> _THE PROBLEM_
Which lines of the entries below contain the string "else"? Copy each one.

> _EXERCISE MATERIAL_
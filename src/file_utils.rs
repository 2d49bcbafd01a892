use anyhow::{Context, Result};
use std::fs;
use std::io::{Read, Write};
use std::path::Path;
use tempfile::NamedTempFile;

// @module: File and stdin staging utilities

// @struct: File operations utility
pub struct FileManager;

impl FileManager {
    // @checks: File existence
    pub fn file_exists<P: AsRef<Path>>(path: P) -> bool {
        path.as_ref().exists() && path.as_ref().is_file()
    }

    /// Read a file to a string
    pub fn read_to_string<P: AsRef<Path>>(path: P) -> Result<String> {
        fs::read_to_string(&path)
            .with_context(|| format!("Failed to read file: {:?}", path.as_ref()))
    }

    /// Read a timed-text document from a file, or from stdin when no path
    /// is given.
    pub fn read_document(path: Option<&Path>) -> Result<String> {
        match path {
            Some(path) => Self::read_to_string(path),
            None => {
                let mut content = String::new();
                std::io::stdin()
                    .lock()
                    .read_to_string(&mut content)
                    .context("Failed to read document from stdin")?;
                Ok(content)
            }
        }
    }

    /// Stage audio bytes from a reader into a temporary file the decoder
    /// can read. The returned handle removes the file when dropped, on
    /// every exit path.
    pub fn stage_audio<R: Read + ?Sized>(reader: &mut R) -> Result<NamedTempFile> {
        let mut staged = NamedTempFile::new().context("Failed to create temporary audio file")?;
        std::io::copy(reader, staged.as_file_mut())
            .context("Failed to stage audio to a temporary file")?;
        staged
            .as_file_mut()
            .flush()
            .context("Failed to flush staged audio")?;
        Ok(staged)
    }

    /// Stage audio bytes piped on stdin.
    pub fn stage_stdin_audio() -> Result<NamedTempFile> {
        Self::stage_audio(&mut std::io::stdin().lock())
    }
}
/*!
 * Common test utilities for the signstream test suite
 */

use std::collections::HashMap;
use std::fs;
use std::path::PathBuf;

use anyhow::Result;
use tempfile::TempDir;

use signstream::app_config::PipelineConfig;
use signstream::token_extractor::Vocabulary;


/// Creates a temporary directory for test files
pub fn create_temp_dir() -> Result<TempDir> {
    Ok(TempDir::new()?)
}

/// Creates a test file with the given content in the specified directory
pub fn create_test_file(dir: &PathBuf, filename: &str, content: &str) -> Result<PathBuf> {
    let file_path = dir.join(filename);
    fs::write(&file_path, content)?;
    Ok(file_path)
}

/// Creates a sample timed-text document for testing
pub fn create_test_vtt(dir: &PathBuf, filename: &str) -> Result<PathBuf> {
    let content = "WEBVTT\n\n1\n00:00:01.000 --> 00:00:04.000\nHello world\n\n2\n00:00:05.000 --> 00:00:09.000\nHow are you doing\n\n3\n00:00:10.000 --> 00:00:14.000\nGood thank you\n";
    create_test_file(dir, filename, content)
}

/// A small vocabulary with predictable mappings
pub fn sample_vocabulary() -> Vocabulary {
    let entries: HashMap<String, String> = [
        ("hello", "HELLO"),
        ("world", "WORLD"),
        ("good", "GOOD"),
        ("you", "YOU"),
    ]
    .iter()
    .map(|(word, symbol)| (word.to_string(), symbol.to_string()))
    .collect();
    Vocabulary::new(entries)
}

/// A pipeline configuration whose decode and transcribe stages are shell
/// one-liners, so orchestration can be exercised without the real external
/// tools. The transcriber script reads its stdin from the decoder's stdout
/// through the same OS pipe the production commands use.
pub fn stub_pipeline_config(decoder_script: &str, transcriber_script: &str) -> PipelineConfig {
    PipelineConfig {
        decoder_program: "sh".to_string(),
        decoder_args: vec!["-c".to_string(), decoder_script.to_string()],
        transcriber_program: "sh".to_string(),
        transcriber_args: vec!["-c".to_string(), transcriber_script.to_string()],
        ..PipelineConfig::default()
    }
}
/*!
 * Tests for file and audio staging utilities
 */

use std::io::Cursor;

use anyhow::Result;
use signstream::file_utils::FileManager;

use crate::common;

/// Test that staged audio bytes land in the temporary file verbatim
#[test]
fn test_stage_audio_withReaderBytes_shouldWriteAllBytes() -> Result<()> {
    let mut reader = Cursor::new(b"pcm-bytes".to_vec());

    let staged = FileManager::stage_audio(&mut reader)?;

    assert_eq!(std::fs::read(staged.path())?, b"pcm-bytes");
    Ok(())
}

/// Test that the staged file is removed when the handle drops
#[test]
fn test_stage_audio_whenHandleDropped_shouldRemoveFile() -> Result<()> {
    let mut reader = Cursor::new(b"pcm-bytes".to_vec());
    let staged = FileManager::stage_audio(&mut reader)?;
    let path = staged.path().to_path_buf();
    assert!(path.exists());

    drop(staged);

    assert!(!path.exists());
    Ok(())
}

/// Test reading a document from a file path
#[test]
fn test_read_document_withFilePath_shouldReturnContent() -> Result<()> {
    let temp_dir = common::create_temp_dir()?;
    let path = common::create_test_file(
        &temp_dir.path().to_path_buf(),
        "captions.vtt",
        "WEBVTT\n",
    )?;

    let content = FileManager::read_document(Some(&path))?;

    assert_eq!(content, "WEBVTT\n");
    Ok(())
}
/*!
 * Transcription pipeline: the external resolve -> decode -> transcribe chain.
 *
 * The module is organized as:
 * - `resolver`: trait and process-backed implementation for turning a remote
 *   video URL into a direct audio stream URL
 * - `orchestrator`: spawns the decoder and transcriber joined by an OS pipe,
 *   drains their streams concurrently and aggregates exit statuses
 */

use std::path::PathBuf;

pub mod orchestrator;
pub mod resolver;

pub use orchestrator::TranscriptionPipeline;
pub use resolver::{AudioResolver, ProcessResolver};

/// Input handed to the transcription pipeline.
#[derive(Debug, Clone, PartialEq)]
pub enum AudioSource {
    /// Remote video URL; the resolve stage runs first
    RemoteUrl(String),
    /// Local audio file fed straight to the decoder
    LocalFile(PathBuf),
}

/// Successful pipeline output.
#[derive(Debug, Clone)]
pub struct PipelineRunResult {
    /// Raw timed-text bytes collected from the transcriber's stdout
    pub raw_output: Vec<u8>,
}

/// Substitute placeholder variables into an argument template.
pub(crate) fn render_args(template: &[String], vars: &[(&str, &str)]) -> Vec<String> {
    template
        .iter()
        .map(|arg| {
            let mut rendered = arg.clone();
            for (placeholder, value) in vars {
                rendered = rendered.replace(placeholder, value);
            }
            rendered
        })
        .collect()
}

--

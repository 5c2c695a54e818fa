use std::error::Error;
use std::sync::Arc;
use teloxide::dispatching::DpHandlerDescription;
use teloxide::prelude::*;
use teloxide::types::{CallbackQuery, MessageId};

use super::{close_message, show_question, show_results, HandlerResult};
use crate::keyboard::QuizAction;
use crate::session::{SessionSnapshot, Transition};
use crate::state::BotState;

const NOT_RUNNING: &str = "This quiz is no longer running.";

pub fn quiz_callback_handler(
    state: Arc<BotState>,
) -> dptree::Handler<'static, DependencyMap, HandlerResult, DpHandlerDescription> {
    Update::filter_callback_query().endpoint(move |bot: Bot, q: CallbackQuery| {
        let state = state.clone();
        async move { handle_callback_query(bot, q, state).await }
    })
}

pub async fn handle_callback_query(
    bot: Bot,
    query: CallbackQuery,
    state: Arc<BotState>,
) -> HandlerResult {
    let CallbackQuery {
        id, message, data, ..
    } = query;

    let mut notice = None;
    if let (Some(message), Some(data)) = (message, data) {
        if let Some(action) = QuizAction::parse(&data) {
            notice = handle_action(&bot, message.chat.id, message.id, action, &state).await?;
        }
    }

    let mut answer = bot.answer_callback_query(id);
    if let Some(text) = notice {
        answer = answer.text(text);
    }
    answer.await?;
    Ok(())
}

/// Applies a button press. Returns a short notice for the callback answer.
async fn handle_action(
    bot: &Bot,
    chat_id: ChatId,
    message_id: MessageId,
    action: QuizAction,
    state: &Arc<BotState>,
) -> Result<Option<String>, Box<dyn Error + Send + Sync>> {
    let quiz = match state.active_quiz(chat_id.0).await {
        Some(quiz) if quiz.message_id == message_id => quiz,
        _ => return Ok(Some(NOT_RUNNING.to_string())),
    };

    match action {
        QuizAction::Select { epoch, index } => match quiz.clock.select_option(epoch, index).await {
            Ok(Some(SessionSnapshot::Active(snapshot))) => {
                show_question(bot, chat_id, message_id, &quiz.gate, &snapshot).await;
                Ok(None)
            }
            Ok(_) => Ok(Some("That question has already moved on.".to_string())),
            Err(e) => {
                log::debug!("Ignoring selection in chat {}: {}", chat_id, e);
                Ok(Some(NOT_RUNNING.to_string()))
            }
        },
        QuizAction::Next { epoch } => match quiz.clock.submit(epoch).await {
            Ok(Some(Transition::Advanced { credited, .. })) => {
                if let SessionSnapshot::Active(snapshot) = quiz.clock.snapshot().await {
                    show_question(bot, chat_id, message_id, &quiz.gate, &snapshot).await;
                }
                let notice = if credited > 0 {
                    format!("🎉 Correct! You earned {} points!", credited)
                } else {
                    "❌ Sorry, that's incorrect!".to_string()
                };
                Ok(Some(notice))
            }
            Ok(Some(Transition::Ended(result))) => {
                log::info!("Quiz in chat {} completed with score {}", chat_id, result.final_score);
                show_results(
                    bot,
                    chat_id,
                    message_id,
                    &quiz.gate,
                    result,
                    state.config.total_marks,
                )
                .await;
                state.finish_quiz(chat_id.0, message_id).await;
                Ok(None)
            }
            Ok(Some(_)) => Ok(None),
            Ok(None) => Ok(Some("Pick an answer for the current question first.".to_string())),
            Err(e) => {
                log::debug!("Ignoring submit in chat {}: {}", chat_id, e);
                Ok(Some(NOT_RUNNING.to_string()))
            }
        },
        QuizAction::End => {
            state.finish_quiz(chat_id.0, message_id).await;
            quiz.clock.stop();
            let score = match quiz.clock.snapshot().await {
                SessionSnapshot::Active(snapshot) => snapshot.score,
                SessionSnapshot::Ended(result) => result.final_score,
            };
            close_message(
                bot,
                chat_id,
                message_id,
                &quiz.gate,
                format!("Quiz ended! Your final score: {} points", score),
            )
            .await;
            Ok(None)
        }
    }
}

==

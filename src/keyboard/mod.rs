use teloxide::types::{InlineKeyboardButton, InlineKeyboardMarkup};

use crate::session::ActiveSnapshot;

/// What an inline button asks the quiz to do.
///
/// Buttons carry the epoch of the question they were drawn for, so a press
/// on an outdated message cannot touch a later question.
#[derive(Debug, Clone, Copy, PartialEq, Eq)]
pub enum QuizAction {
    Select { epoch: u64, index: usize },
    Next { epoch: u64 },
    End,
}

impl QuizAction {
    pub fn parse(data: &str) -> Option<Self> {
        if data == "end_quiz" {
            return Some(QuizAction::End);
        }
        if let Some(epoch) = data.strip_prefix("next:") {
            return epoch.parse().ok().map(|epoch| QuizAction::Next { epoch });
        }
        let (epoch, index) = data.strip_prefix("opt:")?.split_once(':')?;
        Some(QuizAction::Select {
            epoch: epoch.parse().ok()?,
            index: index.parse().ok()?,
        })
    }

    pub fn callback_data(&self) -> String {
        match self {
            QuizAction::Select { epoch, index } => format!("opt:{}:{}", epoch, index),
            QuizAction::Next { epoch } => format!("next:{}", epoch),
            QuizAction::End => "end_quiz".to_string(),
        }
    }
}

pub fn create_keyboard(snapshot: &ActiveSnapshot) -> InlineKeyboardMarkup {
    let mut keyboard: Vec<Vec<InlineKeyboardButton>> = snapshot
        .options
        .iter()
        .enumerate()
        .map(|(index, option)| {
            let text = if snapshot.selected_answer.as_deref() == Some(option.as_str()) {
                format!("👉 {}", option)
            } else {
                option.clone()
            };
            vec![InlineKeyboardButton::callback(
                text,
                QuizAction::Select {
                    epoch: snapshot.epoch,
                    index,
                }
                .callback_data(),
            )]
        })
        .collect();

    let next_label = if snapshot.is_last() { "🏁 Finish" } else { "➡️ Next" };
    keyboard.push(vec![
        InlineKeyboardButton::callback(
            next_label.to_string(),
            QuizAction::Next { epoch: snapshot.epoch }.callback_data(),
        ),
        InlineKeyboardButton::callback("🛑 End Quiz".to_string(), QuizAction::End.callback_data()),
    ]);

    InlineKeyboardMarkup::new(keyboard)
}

> _OUTPUT OF THE EXERCISE_
                } else {
            } else {
    let next_label = if snapshot.is_last() { "🏁 Finish" } else { "➡️ Next" };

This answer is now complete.